Schwäbische Zeitung: Leitartikel zu TTIP: Rettet den Vertrag der Hoffnung

Es ist an der Zeit, sich an die Lehren von Adam
Smith zu erinnern. Freier Handel, schreibt der Ökonom 1776,
ermöglicht Spezialisierung. Wenn jeder das tut, was er am besten
kann, steigert das den Wohlstand aller. Ein florierender Austausch
erleichtert Innovationen, weil sich Forschung auf größeren Märkten
mit vielen Kunden schneller bezahlt macht. Und er verschärft den
Wettbewerb zwischen den Firmen, was die Waren für Kunden verbilligt.

Es scheint, als habe Smith das Rezept für den Wohlstand
hierzulande präzise vorhergesagt. Die vergangenen 70 Jahre zeigen,
dass Deutschland der große Nutznießer des Freihandels ist. Fast jeder
zweite Job hängt direkt oder indirekt von den Ausfuhren deutscher
Unternehmen in alle Welt ab. Der Exportüberschuss beläuft sich auf
fast 250 Milliarden Euro. Diese Prosperität basiert auf freiem Handel
und offenen Märkten.

Klar ist, dass bei den TTIP- und Ceta-Gesprächen vieles falsch
gelaufen ist. Schiedsgerichte – für viele das Menetekel schlechthin –
sind zwischen entwickelten Rechtsstaaten unnötig. Und warum die
Verhandlungsführer erst so spät und auf Druck die Öffentlichkeit
umfassend informierten, verstehe, wer will.

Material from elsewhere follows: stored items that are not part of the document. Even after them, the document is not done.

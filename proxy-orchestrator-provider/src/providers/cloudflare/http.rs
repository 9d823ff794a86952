//! Cloudflare HTTP 请求方法

use reqwest::RequestBuilder;
use serde::de::DeserializeOwned;
use serde::Serialize;

use crate::error::{ProviderError, Result};
use crate::http_client::send;
use crate::traits::{ErrorContext, ProviderErrorMapper, RawApiError};
use crate::types::{Page, PaginationParams};
use crate::utils::redact::truncate_for_log;

use super::types::into_page;
use super::{CF_API_BASE, CloudflareListBody, CloudflareProvider, CloudflareResponse};

impl CloudflareProvider {
    fn authorized(&self, builder: RequestBuilder) -> RequestBuilder {
        builder.header("Authorization", format!("Bearer {}", self.api_token))
    }

    /// 执行 GET 请求，返回 envelope 中的 `result`
    pub(crate) async fn get<T: DeserializeOwned>(
        &self,
        path: &str,
        context: ErrorContext,
    ) -> Result<T> {
        let url = format!("{CF_API_BASE}{path}");
        let request = self.authorized(self.client.get(&url));
        let response = send(self.provider_name(), "GET", &url, request).await?;
        self.unwrap_envelope(response.status, &response.body, context)
    }

    /// 执行 PATCH 请求，返回 envelope 中的 `result`
    pub(crate) async fn patch<T: DeserializeOwned, B: Serialize>(
        &self,
        path: &str,
        body: &B,
        context: ErrorContext,
    ) -> Result<T> {
        let url = format!("{CF_API_BASE}{path}");
        let body_json = serde_json::to_string(body).map_err(|e| {
            ProviderError::SerializationError {
                provider: self.provider_name().to_string(),
                detail: e.to_string(),
            }
        })?;
        log::debug!("[{}] PATCH body: {body_json}", self.provider_name());

        let request = self
            .authorized(self.client.patch(&url))
            .header("Content-Type", "application/json")
            .body(body_json);
        let response = send(self.provider_name(), "PATCH", &url, request).await?;
        self.unwrap_envelope(response.status, &response.body, context)
    }

    /// 执行 GET 请求 (单页)
    ///
    /// `query` is appended after the paging parameters and must already be encoded.
    pub(crate) async fn get_page<T, U>(
        &self,
        path: &str,
        params: &PaginationParams,
        max_page_size: u32,
        query: &str,
        context: ErrorContext,
    ) -> Result<Page<U>>
    where
        T: DeserializeOwned,
        U: From<T>,
    {
        let params = params.validated(max_page_size);
        let url = format!(
            "{CF_API_BASE}{path}?page={}&per_page={}{query}",
            params.page, params.page_size
        );
        let request = self.authorized(self.client.get(&url));
        let response = send(self.provider_name(), "GET", &url, request).await?;

        let body: CloudflareListBody<T> = match serde_json::from_str(&response.body) {
            Ok(body) => body,
            Err(e) => return Err(self.status_error(response.status, &response.body, context, e)),
        };

        match body {
            CloudflareListBody::Envelope(resp) => {
                if !resp.success {
                    return Err(self.api_error(&resp, context));
                }
                let total_pages = resp.result_info.as_ref().and_then(|i| i.total_pages);
                let items = resp.result.unwrap_or_default();
                Ok(into_page(items, total_pages, true))
            }
            CloudflareListBody::Bare(items) => Ok(into_page(items, None, false)),
        }
    }

    fn unwrap_envelope<T: DeserializeOwned>(
        &self,
        status: u16,
        text: &str,
        context: ErrorContext,
    ) -> Result<T> {
        let resp: CloudflareResponse<T> = match serde_json::from_str(text) {
            Ok(resp) => resp,
            Err(e) => return Err(self.status_error(status, text, context, e)),
        };

        if !resp.success {
            return Err(self.api_error(&resp, context));
        }

        resp.result
            .ok_or_else(|| self.parse_error("响应中缺少 result 字段"))
    }

    fn api_error<T>(&self, resp: &CloudflareResponse<T>, context: ErrorContext) -> ProviderError {
        let (code, message) = resp.first_error();
        log::error!("API 错误: {message}");
        self.map_error(RawApiError::with_code(code, message), context)
    }

    /// Body did not parse: fall back to the HTTP status.
    fn status_error(
        &self,
        status: u16,
        text: &str,
        context: ErrorContext,
        parse_err: serde_json::Error,
    ) -> ProviderError {
        let message = truncate_for_log(text);
        match status {
            401 => self.map_error(RawApiError::with_code("10000", message), context),
            403 => ProviderError::PermissionDenied {
                provider: self.provider_name().to_string(),
                raw_message: Some(message),
            },
            404 => self.map_error(RawApiError::with_code("7003", message), context),
            200..=299 => self.parse_error(parse_err),
            _ => self.unknown_error(RawApiError::new(format!("HTTP {status}: {message}"))),
        }
    }
}
//! 业务逻辑服务层

mod reconcile_service;
mod status_service;
mod verify_service;

pub use reconcile_service::ReconcileService;
pub use status_service::{AccountSummary, RecordSummary, StateSummary, StatusService, ZoneSummary};
pub use verify_service::{AccountVerification, VerifyService};

use std::collections::BTreeMap;
use std::sync::Arc;

use proxy_orchestrator_provider::{
    RemoteClient, RetryPolicy, Sleeper, TokioSleeper, create_provider,
};

use crate::error::{CoreError, CoreResult};
use crate::traits::{EventSink, InMemoryProviderRegistry, ProviderRegistry, RunEvent};
use crate::types::Account;

/// 服务上下文 - 持有所有依赖
///
/// 平台层需要创建此上下文，并注入 Provider 注册表和事件接收器。
pub struct ServiceContext {
    /// 已配置账户（按名称排序）
    pub accounts: BTreeMap<String, Account>,
    /// Provider 注册表
    pub provider_registry: Arc<dyn ProviderRegistry>,
    /// 事件接收器
    pub events: Arc<dyn EventSink>,
    /// 远端调用重试策略
    pub retry_policy: RetryPolicy,
    sleeper: Arc<dyn Sleeper>,
}

impl ServiceContext {
    /// 创建服务上下文
    #[must_use]
    pub fn new(
        accounts: impl IntoIterator<Item = Account>,
        provider_registry: Arc<dyn ProviderRegistry>,
        events: Arc<dyn EventSink>,
    ) -> Self {
        Self {
            accounts: accounts
                .into_iter()
                .map(|a| (a.name.clone(), a))
                .collect(),
            provider_registry,
            events,
            retry_policy: RetryPolicy::default(),
            sleeper: Arc::new(TokioSleeper),
        }
    }

    /// Replace the retry policy and the sleeper used between attempts.
    #[must_use]
    pub fn with_retry(mut self, policy: RetryPolicy, sleeper: Arc<dyn Sleeper>) -> Self {
        self.retry_policy = policy;
        self.sleeper = sleeper;
        self
    }

    /// Create a provider for every account and register it.
    pub async fn bootstrap(
        accounts: Vec<Account>,
        events: Arc<dyn EventSink>,
    ) -> CoreResult<Self> {
        let registry = Arc::new(InMemoryProviderRegistry::new());
        for account in &accounts {
            let provider = create_provider(account.credentials.clone())?;
            registry.register(account.name.clone(), provider).await;
            log::debug!("Registered provider for account {}", account.name);
        }
        Ok(Self::new(accounts, registry, events))
    }

    pub fn account(&self, name: &str) -> CoreResult<&Account> {
        self.accounts
            .get(name)
            .ok_or_else(|| CoreError::AccountNotFound(name.to_string()))
    }

    /// 获取账户的远端客户端（带重试）
    pub async fn client(&self, account: &str) -> CoreResult<RemoteClient> {
        let provider = self
            .provider_registry
            .get(account)
            .await
            .ok_or_else(|| CoreError::AccountNotFound(account.to_string()))?;
        Ok(RemoteClient::with_retry(
            provider,
            self.retry_policy,
            Arc::clone(&self.sleeper),
        ))
    }

    pub fn emit(&self, event: RunEvent) {
        self.events.emit(event);
    }
}
//! Annotation template rendering.
//!
//! Placeholders: `{timestamp}`, `{account}`, `{account_id}`, `{zone}`,
//! `{zone_id}`, `{record_name}`, `{record_id}`. Unknown placeholders are
//! rejected when the template is parsed.

use std::sync::LazyLock;

use chrono::{DateTime, SecondsFormat, Utc};
use regex::{Captures, Regex};

use crate::error::{CoreError, CoreResult};

const PLACEHOLDERS: [&str; 7] = [
    "timestamp",
    "account",
    "account_id",
    "zone",
    "zone_id",
    "record_name",
    "record_id",
];

/// Rendered in place of a missing account id.
const MISSING_VALUE: &str = "N/A";

#[allow(clippy::unwrap_used)]
static PLACEHOLDER_RE: LazyLock<Regex> =
    LazyLock::new(|| Regex::new(r"\{([A-Za-z_]+)\}").unwrap());

/// Values available to a template.
#[derive(Debug, Clone, Copy)]
pub struct TemplateContext<'a> {
    pub timestamp: DateTime<Utc>,
    pub account: &'a str,
    pub account_id: Option<&'a str>,
    pub zone: &'a str,
    pub zone_id: &'a str,
    pub record_name: &'a str,
    pub record_id: &'a str,
}

impl TemplateContext<'_> {
    fn value(&self, placeholder: &str) -> String {
        match placeholder {
            "timestamp" => self.timestamp.to_rfc3339_opts(SecondsFormat::Secs, true),
            "account" => self.account.to_string(),
            "account_id" => self.account_id.unwrap_or(MISSING_VALUE).to_string(),
            "zone" => self.zone.to_string(),
            "zone_id" => self.zone_id.to_string(),
            "record_name" => self.record_name.to_string(),
            "record_id" => self.record_id.to_string(),
            _ => String::new(),
        }
    }
}

/// Validated annotation template.
#[derive(Debug, Clone, PartialEq, Eq)]
pub struct CommentTemplate {
    template: String,
}

impl CommentTemplate {
    pub fn parse(template: &str) -> CoreResult<Self> {
        if let Some(unknown) = PLACEHOLDER_RE
            .captures_iter(template)
            .filter_map(|c| c.get(1))
            .map(|m| m.as_str())
            .find(|name| !PLACEHOLDERS.contains(name))
        {
            return Err(CoreError::ValidationError(format!(
                "unknown placeholder '{{{unknown}}}' in comment template (allowed: {})",
                PLACEHOLDERS.join(", ")
            )));
        }
        Ok(Self {
            template: template.to_string(),
        })
    }

    #[must_use]
    pub fn as_str(&self) -> &str {
        &self.template
    }

    #[must_use]
    pub fn render(&self, ctx: &TemplateContext<'_>) -> String {
        PLACEHOLDER_RE
            .replace_all(&self.template, |caps: &Captures<'_>| ctx.value(&caps[1]))
            .into_owned()
    }
}
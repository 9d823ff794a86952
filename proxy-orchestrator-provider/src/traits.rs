use async_trait::async_trait;

use crate::error::{ProviderError, Result};
use crate::types::{
    DnsRecord, Page, PaginationParams, RecordUpdate, RemoteAccount, TokenInfo, Zone,
};

/// 原始 API 错误（内部使用）
#[derive(Debug, Clone)]
pub(crate) struct RawApiError {
    /// 错误码（各 Provider 格式不同）
    pub code: Option<String>,
    /// 原始错误消息
    pub message: String,
}

impl RawApiError {
    pub fn new(message: impl Into<String>) -> Self {
        Self {
            code: None,
            message: message.into(),
        }
    }

    pub fn with_code(code: impl Into<String>, message: impl Into<String>) -> Self {
        Self {
            code: Some(code.into()),
            message: message.into(),
        }
    }
}

/// 错误上下文信息（内部使用）
#[derive(Debug, Clone, Default)]
pub(crate) struct ErrorContext {
    /// 记录 ID（用于 `RecordNotFound`）
    pub record_id: Option<String>,
    /// Zone ID（用于 `DomainNotFound`）
    pub zone_id: Option<String>,
}

/// Provider 错误映射 Trait（内部使用）
pub(crate) trait ProviderErrorMapper {
    /// 返回 Provider 标识符
    fn provider_name(&self) -> &'static str;

    /// 将原始 API 错误映射到统一错误类型
    fn map_error(&self, raw: RawApiError, context: ErrorContext) -> ProviderError;

    /// 快捷方法：解析错误
    fn parse_error(&self, detail: impl ToString) -> ProviderError {
        ProviderError::ParseError {
            provider: self.provider_name().to_string(),
            detail: detail.to_string(),
        }
    }

    /// 快捷方法：未知错误（fallback）
    fn unknown_error(&self, raw: RawApiError) -> ProviderError {
        ProviderError::Unknown {
            provider: self.provider_name().to_string(),
            raw_code: raw.code,
            raw_message: raw.message,
        }
    }
}

/// Remote DNS API.
///
/// Methods map one-to-one onto remote calls; retry and pagination are layered
/// on top by [`RemoteClient`](crate::RemoteClient).
#[async_trait]
pub trait DnsProvider: Send + Sync {
    /// 提供商标识符
    fn id(&self) -> &'static str;

    /// Verify the token and return its status.
    async fn verify_token(&self) -> Result<TokenInfo>;

    /// Fetch one page of the remote accounts the token can access.
    async fn list_accounts(&self, params: &PaginationParams) -> Result<Page<RemoteAccount>>;

    /// Fetch one page of zones, optionally restricted to a remote account id.
    async fn list_zones(
        &self,
        account_id: Option<&str>,
        params: &PaginationParams,
    ) -> Result<Page<Zone>>;

    /// Fetch one page of records in a zone.
    async fn list_records(&self, zone_id: &str, params: &PaginationParams)
    -> Result<Page<DnsRecord>>;

    /// Fetch a single record.
    async fn get_record(&self, zone_id: &str, record_id: &str) -> Result<DnsRecord>;

    /// Apply `update` to a record and return the record as stored remotely.
    async fn update_record(
        &self,
        zone_id: &str,
        record_id: &str,
        update: &RecordUpdate,
    ) -> Result<DnsRecord>;
}
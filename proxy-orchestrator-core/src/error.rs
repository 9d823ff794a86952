//! Unified error type definition

use serde::Serialize;
use thiserror::Error;

// Re-export library error type
pub use proxy_orchestrator_provider::ProviderError;

/// Core layer error type
#[derive(Error, Debug, Serialize)]
#[serde(tag = "code", content = "details")]
pub enum CoreError {
    /// Account not configured
    #[error("Account not found: {0}")]
    AccountNotFound(String),

    /// Restore was requested but no state document exists
    #[error("No saved state found at {0}; nothing to restore")]
    NoSavedState(String),

    /// Validation error (bad filter regex, unknown template placeholder, ...)
    #[error("Validation error: {0}")]
    ValidationError(String),

    /// State file read/write error
    #[error("Storage error: {0}")]
    StorageError(String),

    /// serialization error
    #[error("Serialization error: {0}")]
    SerializationError(String),

    /// Provider error (converting from library)
    #[error("{0}")]
    Provider(#[from] ProviderError),
}

impl CoreError {
    /// Whether it is expected behavior (user input, resource does not exist, etc.) is used for log classification.
    ///
    /// Level `warn` should be used when returning `true` and level `error` when returning `false`.
    /// **Please update this method simultaneously when new variants are added. **
    #[must_use]
    pub fn is_expected(&self) -> bool {
        match self {
            Self::AccountNotFound(_) | Self::NoSavedState(_) | Self::ValidationError(_) => true,
            Self::Provider(e) => e.is_expected(),
            Self::StorageError(_) | Self::SerializationError(_) => false,
        }
    }
}

/// Core layer Result type alias
pub type CoreResult<T> = std::result::Result<T, CoreError>;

Bei all dieser berechtigten Kritik geht aber das wegweisende
Moment des Freihandels völlig unter. TTIP ist – oder war, so
bedauernswert das wäre – ein Vertrag der Hoffnung. Er könnte den
größten Binnenmarkt schaffen, der für fast 40 Prozent der globalen
Wirtschaftsleistung steht – und der vor allem hohe Standards für
Arbeit, Produkte und Umwelt setzen würde. Standards, an die sich
selbst so mächtige Wirtschaftsnationen wie China halten müssten.

Bei Blinkern oder Fenstergriffen beispielsweise bringt das
Einsparungen für die Hersteller und verbilligt die Waren zum Nutzen
der Kunden. Entscheidender sind aber die Normen bei Projekten wie
selbstfahrenden Autos oder autonomen Robotern. Scheitert TTIP, werden
nicht die Europäer mit Amerika die Standards verhandeln, an die sich
die Welt wird halten müssen. Die Normen werden dann in Amerika und
Asien gesetzt – sie werden Europa nicht gefallen.